The hot strength of composite adopts the mode identical with the foregoing description 1 to measure.The results are shown in the following table 3.Table 3
Figure GSB00000487656900151
As can be seen, for the composite that fusion and solution form, the increase of kenaf filling level all strengthens stretch modulus up to about 30% filling level.For melt blending and solution blending, tensile modulus values begins to descend in higher mestha filling level. Embodiment 4
Form several exemplary composite material, and following test multifrequency nature:
Moisture-proof and alcohol resistance.Mestha/PLA composite (contain 5 and 30wt% mestha) film was immersed in absolute ethyl alcohol (absolute alcohol) and the 10wt% ethanol water 2 months.Do not observe the loss in weight or expansion.
Machinability and mouldability.Machinability and mouldability to PLA/ mestha composite have carried out Primary Study.PLA/ mestha composite (30wt% mestha) can successfully be shaped to the various geometries (Fig. 1) with good structural integrity.

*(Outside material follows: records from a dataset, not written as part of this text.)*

#[cfg(test)]
mod tests {
    use super::*;
    use crate::address::UniversalAddress;
    use crate::layout::Value;
    use crate::protocol::circle::BurnMessage;
    use crate::testing::{
        FakeChainContext, FakeCircleAttestationProvider, FakeCircleBridge, FakeClock,
        FakeResponse, FakeSigner, FakeVaaProvider,
    };
    use crate::traits::ChainContext;
    use crate::vaa::Vaa;
    use alloy_primitives::U256;

    const USDC: UniversalAddress = UniversalAddress::new([0xcc; 32]);

    struct Harness {
        wormhole: Arc<Wormhole>,
        vaas: FakeVaaProvider,
        iris: FakeCircleAttestationProvider,
        ethereum: FakeChainContext,
        base: FakeChainContext,
    }

    fn harness() -> Harness {
        let vaas = FakeVaaProvider::new();
        let iris = FakeCircleAttestationProvider::new();
        let ethereum = FakeChainContext::new(Chain::Ethereum)
            .with_circle_bridge(FakeCircleBridge::new(Chain::Ethereum));
        let base =
            FakeChainContext::new(Chain::Base).with_circle_bridge(FakeCircleBridge::new(Chain::Base));
        let wormhole = Wormhole::builder()
            .chains(vec![
                Arc::new(ethereum.clone()) as Arc<dyn ChainContext>,
                Arc::new(base.clone()),
                Arc::new(FakeChainContext::new(Chain::Bsc)),
            ])
            .vaa_provider(Arc::new(vaas.clone()))
            .circle_attestation_provider(Arc::new(iris.clone()))
            .clock(Arc::new(FakeClock::new()))
            .build();
        Harness {
            wormhole: Arc::new(wormhole),
            vaas,
            iris,
            ethereum,
            base,
        }
    }

    fn details(automatic: bool) -> TransferDetails {
        TransferDetails::builder()
            .token(TokenAddress::Token(USDC))
            .amount(U256::from(1_000_000u64))
            .from(ChainAddress::new(Chain::Ethereum, UniversalAddress::new([1; 32])))
            .to(ChainAddress::new(Chain::Base, UniversalAddress::new([2; 32])))
            .automatic(automatic)
            .build()
    }

    fn circle_message(nonce: u64) -> Bytes {
        CircleMessage {
            source_domain: DomainId::Ethereum,
            destination_domain: DomainId::Base,
            nonce,
            sender: UniversalAddress::new([0x11; 32]),
            recipient: UniversalAddress::new([0x22; 32]),
            destination_caller: UniversalAddress::ZERO,
            payload: BurnMessage {
                burn_token: USDC,
                mint_recipient: UniversalAddress::new([2; 32]),
                amount: U256::from(1_000_000u64),
                message_sender: UniversalAddress::new([1; 32]),
            },
        }
        .serialize()
        .unwrap()
        .into()
    }

    fn integration_vaa(id: WormholeMessageId) -> Bytes {
        let payload = Value::object([
            (
                "token",
                Value::object([
                    ("address", Value::Address(USDC)),
                    ("amount", Value::from(U256::from(1_000_000u64))),
                ]),
            ),
            ("sourceDomain", Value::Uint(0)),
            ("targetDomain", Value::Uint(6)),
            ("nonce", Value::Uint(5)),
            ("caller", Value::Address(UniversalAddress::new([1; 32]))),
            ("mintRecipient", Value::Address(UniversalAddress::new([2; 32]))),
            ("payload", Value::Bytes(Vec::new())),
        ]);
        Vaa::create()
            .payload_literal(circle_integration::literal())
            .payload(payload)
            .emitter_chain(id.chain)
            .emitter_address(id.emitter)
            .sequence(id.sequence)
            .build()
            .unwrap()
            .serialize()
            .unwrap()
            .into()
    }

    #[tokio::test]
    async fn test_manual_lifecycle() {
        let h = harness();
        let message = circle_message(1);
        let (_, hash) = CircleMessage::deserialize(&message).unwrap();
        h.ethereum.emit_circle_messages(vec![message.clone()]);
        h.iris.add_response_sequence(
            hash,
            vec![FakeResponse::Pending, FakeResponse::Ready(Bytes::from_static(&[0xaa; 65]))],
        );

        let mut transfer = CircleTransfer::new(h.wormhole.clone(), details(false)).unwrap();
        transfer
            .initiate_transfer(&FakeSigner::new(Chain::Ethereum))
            .await
            .unwrap();
        assert_eq!(transfer.attestation_ids(), vec![AttestationId::Circle(hash)]);

        transfer.fetch_attestation(None).await.unwrap();
        assert_eq!(transfer.state(), TransferState::Attested);
        assert_eq!(
            transfer.circle_attestations()[0].attestation.as_ref().map(|b| b.len()),
            Some(65)
        );

        transfer
            .complete_transfer(&FakeSigner::new(Chain::Base))
            .await
            .unwrap();
        assert_eq!(transfer.state(), TransferState::Completed);
        let redeemed = h.base.circle_bridge_fake().unwrap().redeemed();
        assert_eq!(redeemed, vec![(message, Bytes::from_static(&[0xaa; 65]))]);
    }

    #[tokio::test]
    async fn test_automatic_lifecycle_stops_at_attested() {
        let h = harness();
        let id = WormholeMessageId {
            chain: Chain::Ethereum,
            emitter: UniversalAddress::new([0xee; 32]),
            sequence: 77,
        };
        h.ethereum.emit_messages(vec![id]);
        h.vaas.add_vaa(id, integration_vaa(id));

        let mut transfer = CircleTransfer::new(h.wormhole.clone(), details(true)).unwrap();
        transfer
            .initiate_transfer(&FakeSigner::new(Chain::Ethereum))
            .await
            .unwrap();
        let ids = transfer.fetch_attestation(None).await.unwrap();
        assert_eq!(ids, vec![AttestationId::Wormhole(id)]);

        let err = transfer
            .complete_transfer(&FakeSigner::new(Chain::Base))
            .await
            .unwrap_err();
        assert!(matches!(err, VaaError::InvalidTransfer(_)));
        assert_eq!(transfer.state(), TransferState::Attested);
    }

    #[tokio::test]
    async fn test_from_message_id() {
        let h = harness();
        let id = WormholeMessageId {
            chain: Chain::Ethereum,
            emitter: UniversalAddress::new([0xee; 32]),
            sequence: 3,
        };
        h.vaas.add_vaa(id, integration_vaa(id));

        let transfer = CircleTransfer::from_message_id(h.wormhole.clone(), id, None)
            .await
            .unwrap();
        assert_eq!(transfer.state(), TransferState::Attested);
        assert!(transfer.details().automatic());
        assert_eq!(transfer.details().to().chain, Chain::Base);
        assert_eq!(transfer.details().amount(), U256::from(1_000_000u64));
    }

    #[tokio::test]
    async fn test_from_transaction_fetches_circle_attestation() {
        let h = harness();
        let message = circle_message(9);
        let (_, hash) = CircleMessage::deserialize(&message).unwrap();
        h.ethereum.add_circle_transaction("0xburn", vec![message]);
        h.iris
            .add_response_sequence(hash, vec![FakeResponse::Ready(Bytes::from_static(b"sig"))]);

        let transfer = CircleTransfer::from_transaction(
            h.wormhole.clone(),
            TransactionId::new(Chain::Ethereum, "0xburn"),
            None,
        )
        .await
        .unwrap();
        assert_eq!(transfer.state(), TransferState::Attested);
        assert!(!transfer.details().automatic());
        assert_eq!(transfer.details().from().chain, Chain::Ethereum);
        assert_eq!(transfer.details().to().address, UniversalAddress::new([2; 32]));
    }

    #[tokio::test]
    async fn test_failed_attestation_is_not_retried() {
        let h = harness();
        let message = circle_message(2);
        let (_, hash) = CircleMessage::deserialize(&message).unwrap();
        h.ethereum.emit_circle_messages(vec![message]);
        h.iris
            .add_response_sequence(hash, vec![FakeResponse::Failed("burn reverted".to_string())]);

        let mut transfer = CircleTransfer::new(h.wormhole.clone(), details(false)).unwrap();
        transfer
            .initiate_transfer(&FakeSigner::new(Chain::Ethereum))
            .await
            .unwrap();
        let err = transfer.fetch_attestation(None).await.unwrap_err();
        assert!(matches!(err, VaaError::AttestationFailed { .. }));
        assert_eq!(transfer.state(), TransferState::Initiated);
    }

    #[test]
    fn test_chain_without_domain_rejected() {
        let h = harness();
        let details = TransferDetails::builder()
            .token(TokenAddress::Token(USDC))
            .amount(U256::from(1u64))
            .from(ChainAddress::new(Chain::Ethereum, UniversalAddress::new([1; 32])))
            .to(ChainAddress::new(Chain::Bsc, UniversalAddress::new([2; 32])))
            .build();
        assert!(matches!(
            CircleTransfer::new(h.wormhole, details),
            Err(VaaError::ChainNotSupported { .. })
        ));
    }

    #[test]
    fn test_manual_payload_rejected() {
        let h = harness();
        let details = TransferDetails::builder()
            .token(TokenAddress::Token(USDC))
            .amount(U256::from(1u64))
            .from(ChainAddress::new(Chain::Ethereum, UniversalAddress::new([1; 32])))
            .to(ChainAddress::new(Chain::Base, UniversalAddress::new([2; 32])))
            .payload(Bytes::from_static(b"memo"))
            .build();
        assert!(matches!(
            CircleTransfer::new(h.wormhole, details),
            Err(VaaError::InvalidTransfer(_))
        ));
    }
}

The heat endurance of natural fiber/PLA composite.Use thermogravimetric analysis (TGA) to measure the heat endurance of mestha/PLA/PHA and mestha/PLA composite, the results are shown among Fig. 2.With mestha, PLA, PHA and composite at N 2Down with 20 ℃ of/minute rate of heat addition dynamic heat to 400 ℃, and observe heat endurance.Described mestha natural fiber and PLA composite begin degraded at 260 ℃ and 300 ℃ respectively.PLA/PHA (based on PLA, the PHA of 10wt%) compares with independent PLA, shows significantly higher thermal degradation.Yet PLA/ mestha composite is compared with independent kenaf, shows significantly higher heat endurance beyond expectationly.This is the excellence indication that the PLA polymer well coats fiber.The increase of fiber content causes the loss in weight higher under the rising temperature. Embodiment 5
With cotton and kenaf and PLA and optional natural anti-oxidation agent addition agent (turmeric) blend.The blend that will so form is used to make blow-molded container then.
Following table 4 has been enumerated the different materials blend according to described method preparation and blowing.All material all use by
Figure GSB00000487656900161
The production number that obtains is pure (virgin) PLA preparation of 7032D.Unless otherwise indicated, otherwise all additions all provide with percetage by weight. Table 4
The blend sequence number Fiber Antioxidant
1 3% cotton 0.1% turmeric
2 3% cotton 0.1% turmeric
3 3% mestha 0.1% turmeric
4 3% cotton 0.1% turmeric
5 3% cotton 0
6 3% mestha 0
7 3% cotton 0
For preparing blend the 1st, 2 and No. 5, at first described cotton is placed tray, PLA is placed on the described cotton by twin-screw.Because the difference of material bulk density, the volume that forms the cotton that 3% blend needs with PLA is obviously greater than the volume of described PLA material.Described cotton and turmeric (if existence) manual mixing are gone among this PLA, make it cooling and cryogrinding (cryogenically ground) and sieve by 4mm.This material is mixed with pure PLA upset and place in the casing of described twin-screw.With material hand drive in feeder.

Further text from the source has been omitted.